Kazaya ilişkin yürütülen … CBS’nin … soruşturma numaralı dosyasının incelenmesinde; Davacının ” KH.”, Mağdurların “…, …, …”, Şüphelinin “…”, Suçun “Taksirle Bir Kişinin Yaralanmasına Neden Olma”, Suç tarihi ve yerinin “15.03.2015 …” olduğu, soruşturma sonunda şikayet yokluğu nedeniyle “Kovuşturmaya Yer Olmadığına” dair karar verildiği görülmüştür.

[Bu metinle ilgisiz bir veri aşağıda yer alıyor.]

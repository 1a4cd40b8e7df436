//! agent-mesh: orchestration core for a set of cooperating agents
//!
//! - [`events_bus`]: publish/subscribe hub shared by every component
//! - [`errors`]: severity-keyed error handler chains and retry with backoff
//! - [`registry`]: the agent roster and its single status entrypoint
//! - [`mailbox`]: durable messages, read markers, shared files and shared tasks
//! - [`scheduler`]: priority task queue drained by a bounded worker pool
//! - [`supervisor`]: builds, spawns, watches and stops agent processes
//! - [`runtime`]: wires the above together for one orchestration run
//! - [`control`]: lets other processes reach the runtime that owns the storage

pub mod config;
pub mod control;
pub mod errors;
pub mod events_bus;
pub mod mailbox;
pub mod registry;
pub mod runtime;
pub mod scheduler;
pub mod store;
pub mod supervisor;
pub mod utils;

pub use runtime::MeshRuntime;

/// Install the global tracing subscriber. `RUST_LOG` wins over `default_filter`.
pub fn init_tracing(default_filter: &str) {
    let env_filter = tracing_subscriber::EnvFilter::try_from_default_env()
        .unwrap_or_else(|_| tracing_subscriber::EnvFilter::new(default_filter));

    // A subscriber may already be installed (tests, embedding applications)
    let _ = tracing_subscriber::fmt()
        .with_env_filter(env_filter)
        .with_writer(std::io::stderr)
        .try_init();
}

Hasar dosyasının incelenmesinde; Davacı tarafça davalı … Hesabına 08.02.2018 tarihinde başvuru yapıldığı, davalı … tarafından dilekçenin 10.02.2018 tarihinde kayda alındığı, davalı … tarafından 05.04.2016 tarihinde davacıya 20.905,00 TL ödeme yapıldığı anlaşılmıştır.
Davacının geçirmiş olduğu trafik kazasından doğan maluliyetinin tespiti noktasında Adli Tıp Kurumu’ ndan rapor tanzimi istenilmiştir.
ATK … İhtisas Kurulunun 20/02/2019 tarihli … sayılı raporunda; … kızı, 1977 doğumlu …’nın 15/03/2015 tarihinde geçirmiş olduğu trafik kazasına bağlı arızasının, 11.10.2008 tarih ve 27021 sayılı Resmi Gazete’de yayımlanan Çalışma Gücü ve Meslekte Kazanma Gücü Kaybı Oranı Tespit İşlemleri Yönetmeliği hükümlerinden yararlanılarak ve meslek grup numarası Grup1 kabul olunarak; Gr1 VII(2Aa ………….30)A %34×1/2= %17 E cetveline göre %18,0 (yüzdeonsekizvirgülsıfır) oranında meslekte kazanma gücünden kaybetmiş sayılacağı, Kişinin tıbbi belgelerinin incelemesinde olay sonrası takip grafilerinde yeterli kaynama olmadığı ve 02/10/2018 tarihli grafide yeterli kaynamanın sağlandığı tespit edildiğinden iyileşme süresinin 15/03/2015 tarihinden itibaren 24(yirmidört) aya kadar uzayabileceği, Aynı yönetmeliğin 15.Maddesi çerçevesinde başka birisinin sürekli bakımına muhtaç durumda olmadığı ancak iyileşme süresi içerisinde 1(bir) ay süreyle başka birisinin yardımına ihtiyaç duyabileceği görüşü bildirilmiştir.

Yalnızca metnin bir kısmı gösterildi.